North Carolina too? Dang! We are headed to Highlands on vacation in two weeks....I'll be on the lookout for them and report back to you on what I see. 

I am close friends with a retired DNR biologist and his black panther stories crack me up. Needless to say, no one has ever shown him one and he has never seen one himself, except for a black lab that failed to make it across a busy highway sadly...and was reported as a 100% reliable sighting of a black panther by passers by. He rode by and confirmed that "100% reliable" sighting. Ha!


----------



## GA DAWG (Jun 7, 2011)

I've saw 4 in my life. Just was afraid to tell anybody till now. Afraid people would make fun cause they were not black I wonder does Nics offer stand on white panthers?


----------



## Nicodemus (Jun 7, 2011)

GA DAWG said:


> I've saw 4 in my life. Just was afraid to tell anybody till now. Afraid people would make fun cause they were not black I wonder does Nics offer stand on white panthers?





Nope, not one a white one.   I`m not sure some here really know the exact challenge I put out years ago, but the original challenge still stands. 

And I am still waitin`....


----------



## BobKat (Jun 7, 2011)

Thats a good question why is it noone swears they see a white panther?


----------



## BobKat (Jun 7, 2011)

i got it T albino panthers are White housecats seen at a distance in the shade and then they somehow turn into the "black" Panther


----------



## NCHillbilly (Jun 7, 2011)

> Thats a good question why is it noone swears they see a white panther?



An even better question for the people who think that there is a breeding population of black leopards and/or jaguars in the woods of the southeast: 
The melanistic gene in both leopards and jaguars is recessive-ie black leopards/jaguars are really rare in the places where they exist. They are not a seperate species, just a different color phase that pops up in a very small percentage of cats. So even if you breed two black leopards together, many/most of the offspring would be normal spotted-leopard color. So with all these escaped black leopards and jaguars running around breeding in the woods, why does no one ever see a spotted one, which would be the majority of the population if they really were there?

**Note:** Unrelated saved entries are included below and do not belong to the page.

//! Error types for the prefix trie.
//!
//! This module defines the error types that can occur while inserting into
//! a prefix trie or rebuilding one from a snapshot.

use super::Alphabet;

/// Errors that can occur in prefix trie operations.
#[derive(Debug, Clone, PartialEq, Eq, thiserror::Error)]
pub enum TrieError {
    /// A word contains a character the configured alphabet does not cover.
    #[error("Character {ch:?} in word '{word}' is outside the {alphabet} alphabet")]
    UnsupportedCharacter {
        /// The offending character.
        ch: char,
        /// The word that was being inserted.
        word: String,
        /// The alphabet the trie was configured with.
        alphabet: Alphabet,
    },

    /// A reconstructed node graph violates the trie invariants.
    #[error("Corrupt trie: {0}")]
    CorruptTrie(String),
}

impl TrieError {
    pub(crate) fn corrupt<S: Into<String>>(reason: S) -> Self {
        Self::CorruptTrie(reason.into())
    }
}
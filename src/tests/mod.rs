//! Test modules for Prefix Squeeze.
//!
//! This module holds tests that span several components:
//! - Property-based tests of the trie laws using proptest
//! - Codec and snapshot round trips over generated text
//! - Configuration loading and error reporting

pub mod config_tests;
pub mod test_utils;

// Re-export commonly used testing tools to simplify imports in test modules
pub use test_utils::{
    text_strategy, trie_of, unicode_word_strategy, vocabulary_strategy, word_strategy,
    TestFixture,
};
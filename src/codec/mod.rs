//! Prefix compression codec.
//!
//! [`TrieCompressor`] learns the words of a text and shortens each to its
//! unique prefix; [`TrieDecompressor`] expands those prefixes again using the
//! same trie. Both work line by line on [`tokenizer`] output, so separators
//! and line breaks pass through untouched.

pub mod compressor;
pub mod decompressor;
pub mod tokenizer;

pub use compressor::TrieCompressor;
pub use decompressor::TrieDecompressor;
pub use tokenizer::{tokenize, Token};
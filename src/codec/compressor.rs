//! Shortest-unique-prefix compressor.
//!
//! The compressor learns every word of a text into its own trie first and
//! only then replaces each word by the shortest prefix no other learned word
//! shares. Words that are a strict prefix of another learned word can never
//! be shortened and are emitted whole.

use super::tokenizer::{self, Token};
use crate::data_structures::{PrefixTrie, TrieConfig, TrieResult};

/// Replaces words by their shortest unique prefix within a private trie.
#[derive(Debug, Clone, Default)]
pub struct TrieCompressor {
    trie: PrefixTrie,
}

impl TrieCompressor {
    /// Creates a compressor with an empty Unicode trie.
    pub fn new() -> Self {
        Self::default()
    }

    /// Creates a compressor whose trie uses `config`.
    pub fn with_config(config: TrieConfig) -> Self {
        Self {
            trie: PrefixTrie::with_config(config),
        }
    }

    /// Inserts every token, in order.
    ///
    /// # Returns
    ///
    /// The number of tokens that were not already known.
    pub fn build<I, S>(&mut self, tokens: I) -> TrieResult<usize>
    where
        I: IntoIterator<Item = S>,
        S: AsRef<str>,
    {
        let mut added = 0;
        for token in tokens {
            if self.trie.insert(token)? {
                added += 1;
            }
        }
        Ok(added)
    }

    /// Tokenizes `text` and inserts its words.
    pub fn learn_text(&mut self, text: &str) -> TrieResult<usize> {
        self.build(tokenizer::words(text))
    }

    /// Returns the shortest prefix of `word` that exactly one learned word
    /// starts with, considering lengths `0..len(word)` in characters. Falls
    /// back to the whole word when none of those prefixes is unique.
    pub fn compress<'w>(&self, word: &'w str) -> &'w str {
        let mut node = self.trie.root();
        for (idx, ch) in word.char_indices() {
            if node.word_count() == 1 {
                return &word[..idx];
            }
            match node.child(ch) {
                Some(child) => node = child,
                None => break,
            }
        }
        word
    }

    /// Compresses every word of `line`, copying separators verbatim.
    pub fn compress_line(&self, line: &str) -> String {
        let mut out = String::with_capacity(line.len());
        for token in tokenizer::tokenize(line) {
            match token {
                Token::Word(word) => out.push_str(self.compress(word)),
                Token::Separator(text) => out.push_str(text),
            }
        }
        out
    }

    /// Returns the learned trie.
    pub fn trie(&self) -> &PrefixTrie {
        &self.trie
    }

    /// Consumes the compressor, returning its trie for persistence.
    pub fn into_trie(self) -> PrefixTrie {
        self.trie
    }
}
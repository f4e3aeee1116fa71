//! Configuration module for Prefix Squeeze.
//!
//! This module provides a layered configuration system: built-in defaults,
//! then an optional file (TOML, YAML, JSON), then environment variables.
//! All configuration values are validated for correctness before use.

use std::path::{Path, PathBuf};

use crate::data_structures::TrieConfig;
use crate::error::config::ConfigError;
use config::{Config, ConfigError as ExternalConfigError, Environment, File, FileFormat};
use serde::{Deserialize, Serialize};

pub mod snapshot;

pub use snapshot::SnapshotConfig;

/// Result type for configuration operations.
pub type ConfigResult<T> = Result<T, ConfigError>;

/// Default environment variable prefix for configuration overrides
pub const ENV_PREFIX: &str = "SQUEEZE";

/// A trait for types that can be validated.
pub trait Validate {
    /// Validates that the configuration is correct.
    ///
    /// # Returns
    ///
    /// * `Ok(())` if the configuration is valid
    /// * `Err(ConfigError)` if the configuration is invalid
    fn validate(&self) -> ConfigResult<()>;
}

/// Main configuration for Prefix Squeeze.
#[derive(Debug, Clone, PartialEq, Eq, Serialize, Deserialize, Default)]
pub struct SqueezeConfig {
    /// Trie configuration
    pub trie: TrieConfig,

    /// Snapshot configuration
    pub snapshot: SnapshotConfig,

    /// Log configuration
    pub log: LogConfig,
}

impl Validate for SqueezeConfig {
    fn validate(&self) -> ConfigResult<()> {
        self.snapshot.validate()?;
        self.log.validate()?;
        Ok(())
    }
}

/// Logging configuration.
#[derive(Debug, Clone, PartialEq, Eq, Serialize, Deserialize)]
pub struct LogConfig {
    /// Log level (trace, debug, info, warn, error)
    pub level: String,

    /// Whether to log in JSON format
    pub json: bool,

    /// Whether to include source code locations in logs
    pub source_location: bool,
}

impl Default for LogConfig {
    fn default() -> Self {
        Self {
            level: "info".to_string(),
            json: false,
            source_location: false,
        }
    }
}

impl Validate for LogConfig {
    fn validate(&self) -> ConfigResult<()> {
        match self.level.as_str() {
            "trace" | "debug" | "info" | "warn" | "error" => Ok(()),
            _ => Err(ConfigError::ValidationError(format!(
                "Invalid log level: {}",
                self.level
            ))),
        }
    }
}

/// Configuration loader for Prefix Squeeze.
#[derive(Debug)]
pub struct ConfigLoader {
    config_path: Option<PathBuf>,
    env_prefix: String,
}

impl ConfigLoader {
    /// Creates a new configuration loader.
    ///
    /// # Arguments
    ///
    /// * `config_path` - Optional path to the configuration file
    /// * `env_prefix` - Prefix for environment variables that override configuration values
    pub fn new<P: AsRef<Path>>(config_path: Option<P>, env_prefix: &str) -> Self {
        Self {
            config_path: config_path.map(|p| p.as_ref().to_path_buf()),
            env_prefix: env_prefix.to_string(),
        }
    }

    /// Loads the configuration from defaults, the file and the environment.
    ///
    /// # Returns
    ///
    /// * `Ok(SqueezeConfig)` if the configuration was loaded successfully
    /// * `Err(ConfigError)` if there was an error loading the configuration
    pub fn load(&self) -> ConfigResult<SqueezeConfig> {
        let mut builder = Config::builder().add_source(
            Config::try_from(&SqueezeConfig::default())
                .map_err(|e| ConfigError::ParseError(e.to_string()))?,
        );

        if let Some(path) = &self.config_path {
            if !path.exists() {
                return Err(ConfigError::FileNotFound(path.clone()));
            }

            let format = match path.extension().and_then(|ext| ext.to_str()) {
                Some("toml") => FileFormat::Toml,
                Some("json") => FileFormat::Json,
                Some("yaml" | "yml") => FileFormat::Yaml,
                _ => {
                    return Err(ConfigError::ParseError(format!(
                        "Unsupported file extension for: {path:?}"
                    )))
                }
            };
            builder = builder.add_source(File::from(path.as_path()).format(format));
        }

        builder = builder.add_source(
            Environment::with_prefix(&self.env_prefix)
                .separator("__")
                .try_parsing(true),
        );

        let config = builder.build().map_err(|e| match e {
            ExternalConfigError::NotFound(path) => ConfigError::FileNotFound(PathBuf::from(path)),
            other => ConfigError::ParseError(other.to_string()),
        })?;

        let squeeze_config: SqueezeConfig = config
            .try_deserialize()
            .map_err(|e| ConfigError::ParseError(e.to_string()))?;

        squeeze_config.validate()?;

        tracing::debug!(?squeeze_config, "Configuration loaded");
        Ok(squeeze_config)
    }
}

impl Default for ConfigLoader {
    fn default() -> Self {
        Self::new(None::<PathBuf>, ENV_PREFIX)
    }
}
//! File drivers behind the command-line interface.
//!
//! These functions own all of the I/O: they stream text line by line through
//! the codec and move trie snapshots to and from disk. The reader/writer
//! variants are generic so tests can drive them from memory.

use std::fs::File;
use std::io::{BufRead, BufReader, BufWriter, Write};
use std::path::Path;

use tracing::{debug, info};

use crate::codec::{tokenizer, TrieCompressor, TrieDecompressor};
use crate::config::{SnapshotConfig, SqueezeConfig};
use crate::data_structures::{Alphabet, PrefixTrie, TrieConfig};
use crate::error::{SqueezeError, SqueezeResult};
use crate::snapshot::TrieSnapshot;

/// Figures gathered while compressing a text.
#[derive(Debug, Clone, Default, PartialEq, Eq)]
pub struct CompressionStats {
    /// Number of lines read
    pub lines: usize,
    /// Number of word tokens compressed
    pub words: usize,
    /// Number of distinct words in the trie
    pub distinct_words: usize,
    /// Bytes of input text
    pub input_bytes: usize,
    /// Bytes of compressed text
    pub output_bytes: usize,
}

impl CompressionStats {
    /// Compressed size over original size; 1.0 for empty input.
    pub fn ratio(&self) -> f64 {
        if self.input_bytes == 0 {
            1.0
        } else {
            self.output_bytes as f64 / self.input_bytes as f64
        }
    }
}

/// Figures gathered while decompressing a text.
#[derive(Debug, Clone, Default, PartialEq, Eq)]
pub struct DecompressionStats {
    /// Number of lines read
    pub lines: usize,
    /// Number of word tokens expanded
    pub words: usize,
    /// Bytes of reconstructed text
    pub output_bytes: usize,
}

/// Summary of a stored trie.
#[derive(Debug, Clone, PartialEq, Eq)]
pub struct TrieSummary {
    /// Number of distinct words
    pub words: usize,
    /// Number of nodes, root included
    pub nodes: usize,
    /// Longest root-to-node path
    pub max_depth: usize,
    /// Alphabet the trie accepts
    pub alphabet: Alphabet,
}

impl From<&PrefixTrie> for TrieSummary {
    fn from(trie: &PrefixTrie) -> Self {
        Self {
            words: trie.len(),
            nodes: trie.node_count(),
            max_depth: trie.max_depth(),
            alphabet: trie.config().alphabet,
        }
    }
}

/// Calls `f` for every line of `reader`, line terminators included.
fn for_each_line<R, F>(mut reader: R, mut f: F) -> SqueezeResult<usize>
where
    R: BufRead,
    F: FnMut(&str) -> SqueezeResult<()>,
{
    let mut line = String::new();
    let mut lines = 0;
    loop {
        line.clear();
        if reader.read_line(&mut line)? == 0 {
            return Ok(lines);
        }
        lines += 1;
        f(&line)?;
    }
}

/// Learns every word of `reader` into a new compressor.
pub fn learn<R: BufRead>(reader: R, config: &TrieConfig) -> SqueezeResult<TrieCompressor> {
    let mut compressor = TrieCompressor::with_config(config.clone());
    let lines = for_each_line(reader, |line| {
        compressor.learn_text(line)?;
        Ok(())
    })?;
    debug!(lines, words = compressor.trie().len(), "Trie built");
    Ok(compressor)
}

/// Writes the compressed form of every line of `reader` to `writer`.
pub fn compress_stream<R, W>(
    compressor: &TrieCompressor,
    reader: R,
    mut writer: W,
) -> SqueezeResult<CompressionStats>
where
    R: BufRead,
    W: Write,
{
    let mut stats = CompressionStats {
        distinct_words: compressor.trie().len(),
        ..CompressionStats::default()
    };

    stats.lines = for_each_line(reader, |line| {
        let compressed = compressor.compress_line(line);
        stats.words += tokenizer::words(line).count();
        stats.input_bytes += line.len();
        stats.output_bytes += compressed.len();
        writer.write_all(compressed.as_bytes())?;
        Ok(())
    })?;

    writer.flush()?;
    Ok(stats)
}

/// Writes the expanded form of every line of `reader` to `writer`.
pub fn decompress_stream<R, W>(
    decompressor: &TrieDecompressor,
    reader: R,
    mut writer: W,
) -> SqueezeResult<DecompressionStats>
where
    R: BufRead,
    W: Write,
{
    let mut stats = DecompressionStats::default();

    stats.lines = for_each_line(reader, |line| {
        let restored = decompressor.decompress_line(line);
        stats.words += tokenizer::words(line).count();
        stats.output_bytes += restored.len();
        writer.write_all(restored.as_bytes())?;
        Ok(())
    })?;

    writer.flush()?;
    Ok(stats)
}

/// Writes `trie` to `path` as a JSON snapshot.
pub fn save_snapshot(trie: &PrefixTrie, path: &Path, config: &SnapshotConfig) -> SqueezeResult<()> {
    let mut writer = BufWriter::new(File::create(path)?);
    TrieSnapshot::capture(trie).write_to(&mut writer, config.pretty)?;
    writer.flush()?;
    debug!(path = %path.display(), "Snapshot written");
    Ok(())
}

/// Reads and validates the snapshot at `path`.
pub fn load_snapshot(path: &Path) -> SqueezeResult<PrefixTrie> {
    let snapshot = TrieSnapshot::read_from(BufReader::new(File::open(path)?))?;
    Ok(snapshot.restore()?)
}

/// Whether `candidate` names the same file as the existing file `existing`.
/// A candidate that does not exist yet cannot be that file.
fn is_same_file(existing: &Path, candidate: &Path) -> SqueezeResult<bool> {
    match candidate.canonicalize() {
        Ok(candidate) => Ok(candidate == existing.canonicalize()?),
        Err(_) => Ok(false),
    }
}

/// Refuses output paths that would overwrite the input or each other.
fn check_distinct_paths(input: &Path, output: &Path, snapshot: &Path) -> SqueezeResult<()> {
    for (role, path) in [("output", output), ("snapshot", snapshot)] {
        if is_same_file(input, path)? {
            return Err(SqueezeError::Custom(format!(
                "{role} path {} is the input file",
                path.display()
            )));
        }
    }
    if output == snapshot || is_same_file(output, snapshot).unwrap_or(false) {
        return Err(SqueezeError::Custom(format!(
            "output and snapshot are both {}",
            output.display()
        )));
    }
    Ok(())
}

/// Compresses the text file `input` into `output` and stores the trie at
/// `snapshot`.
///
/// The input is read twice: once to learn every word, once to compress.
/// Neither `output` nor `snapshot` may name the input file.
pub fn compress_file(
    input: &Path,
    output: &Path,
    snapshot: &Path,
    config: &SqueezeConfig,
) -> SqueezeResult<CompressionStats> {
    check_distinct_paths(input, output, snapshot)?;
    let compressor = learn(BufReader::new(File::open(input)?), &config.trie)?;

    let writer = BufWriter::new(File::create(output)?);
    let stats = compress_stream(&compressor, BufReader::new(File::open(input)?), writer)?;

    save_snapshot(compressor.trie(), snapshot, &config.snapshot)?;

    info!(
        input = %input.display(),
        output = %output.display(),
        snapshot = %snapshot.display(),
        lines = stats.lines,
        words = stats.words,
        distinct_words = stats.distinct_words,
        ratio = stats.ratio(),
        "Compression finished"
    );
    Ok(stats)
}

/// Expands the compressed file `input` with the trie stored at `snapshot`,
/// writing the text to `writer`.
pub fn decompress_file<W: Write>(
    snapshot: &Path,
    input: &Path,
    writer: W,
) -> SqueezeResult<DecompressionStats> {
    let decompressor = TrieDecompressor::new(load_snapshot(snapshot)?);
    let stats = decompress_stream(&decompressor, BufReader::new(File::open(input)?), writer)?;

    info!(
        input = %input.display(),
        snapshot = %snapshot.display(),
        lines = stats.lines,
        words = stats.words,
        "Decompression finished"
    );
    Ok(stats)
}

/// Lists every word of the stored trie that starts with `prefix`.
pub fn query_snapshot(snapshot: &Path, prefix: &str) -> SqueezeResult<Vec<String>> {
    let trie = load_snapshot(snapshot)?;
    Ok(trie.get_by_prefix(prefix).into_iter().collect())
}

/// Summarizes the stored trie.
pub fn inspect_snapshot(snapshot: &Path) -> SqueezeResult<TrieSummary> {
    Ok(TrieSummary::from(&load_snapshot(snapshot)?))
}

I guess they're like normal-colored panthers, harder to see than black ones?


----------



## BobKat (Jun 7, 2011)

NCHillbilly said:


> An even better question for the people who think that there is a breeding population of black leopards and/or jaguars in the woods of the southeast:
> The melanistic gene in both leopards and jaguars is recessive-ie black leopards/jaguars are really rare in the places where they exist. They are not a seperate species, just a different color phase that pops up in a very small percentage of cats. So even if you breed two black leopards together, many/most of the offspring would be normal spotted-leopard color. So with all these escaped black leopards and jaguars running around breeding in the woods, why does no one ever see a spotted one, which would be the majority of the population if they really were there? I guess they're like normal-colored panthers, harder to see than black ones?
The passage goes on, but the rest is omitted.